UC Berkeley Haas has released its 2013 application essays. It reduced the number of required essays by one and shorted its longest essay by 250 words, reducing the maximum for its goals essay from 1000 words to 750 words.

Supplemental Information:

1. If you have not provided a letter of recommendation from your current supervisor, please explain; otherwise, enter N/A.
Keep it short and sweet. This is primarily for those of you who don’t want to tell your boss yet that you plan to leave.

2. List in order of importance all community and professional organizations and extracurricular activities in which you have been involved during or after university studies. Indicate the nature of the activity or organization, size of the organization, dates of involvement, offices held, and average number of hours spent per month.

Whenever possible, quantify your impact or contribution. Please note that Haas is not interested in high school grades or activities.

3. List full-time and part-time jobs held during undergraduate or graduate studies, indicating the employer, job title, employment dates, location, and the number of hours worked per week for each position held prior to the completion of your degree.

Again, quantify as much as possible your responsibilities and impact. Focus on achievements. Avoid job descriptions that are obvious from your job title.

4. Please explain all gaps in your employment since earning your university degree.

Provide the circumstances, but as always, be succinct. If your position was eliminated during a restructuring and it took you three months to find a job, say so. No harm, no foul. If the layoff was much longer, also indicate how you used your time, other than job-searching. Learning new skills or serving your community, if true, would be great to mention here.

5. If you have ever been subject to academic discipline, placed on probation, suspended, or required to withdraw from any college or university, please explain. If not, please enter N/A. (An affirmative response to this question does not automatically disqualify you from admission.)

Please, please, please don’t “forget” to answer this question if it applies to you. It’s far worse to omit it than to answer it.

Required Essays:

At Berkeley-Haas, our distinctive culture is defined by four key principles — Question the status quo; Confidence without attitude; Students always; and Beyond yourself. We seek candidates from a broad range of cultures, backgrounds, and industries who demonstrate a strong cultural fit with our program and defining principles.

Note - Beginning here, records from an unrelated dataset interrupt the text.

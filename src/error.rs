use thiserror::Error;

use crate::types::AccountId;

#[derive(Debug, Error)]
pub enum StorageError {
    #[error("live version already exists for {account} key {key}")]
    LiveVersionExists { account: AccountId, key: String },
    #[error("no live version for {account} key {key}")]
    NoLiveVersion { account: AccountId, key: String },
    /// `now` lies before the latest boundary of the key's history (the live
    /// row's start, or the last seal when nothing is live).
    #[error("{account} key {key}: transition at {now} precedes latest version boundary {boundary}")]
    StaleTimestamp {
        account: AccountId,
        key: String,
        boundary: i64,
        now: i64,
    },
    #[error("{what} lock poisoned")]
    Poisoned { what: &'static str },
    #[error("storage io error: {0}")]
    Io(#[from] std::io::Error),
    #[error("storage encoding error: {0}")]
    Serde(#[from] serde_json::Error),
    #[error("storage backend error: {message}")]
    Backend { message: String },
}

impl StorageError {
    pub fn backend(message: impl Into<String>) -> Self {
        Self::Backend {
            message: message.into(),
        }
    }
}

pub type StorageResult<T> = Result<T, StorageError>;

/// Errors escaping a synchronization run. Remote failures never do: they are
/// recorded on the tracker instead.
#[derive(Debug, Error)]
pub enum SyncError {
    #[error(transparent)]
    Storage(#[from] StorageError),
}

Please use the following essays as an opportunity to reflect on and share with us the values, experiences, and accomplishments that have helped shape who you are. (Learn more about Berkeley-Haas’ Defining Principles).

1. If you could choose one song that expresses who you are, what is it and why? (250 word maximum)

If it’s heavy metal, go for it. And if it’s a Beethoven Sonata, let it sing forth. And if it’s a classic folk song that you learned as a child in a non-Western country, don’t hesitate to share that information too. The what isn’t nearly as important as they why. Be authentic and tell them your favorite song, whatever it is. And then tell them why you love it. Is it the lyrics, the melody, or the meaning you ascribe to it?

2. What is your most significant accomplishment? (250 word maximum)

What are you most proud of? When did you make a real contribution and go “beyond yourself”? Tell the story of your accomplishment, but also reflect on it. Why do you consider it the “most significant”? Was it the impact you had on others, or the impact the experience had on you, or what the experience says about you?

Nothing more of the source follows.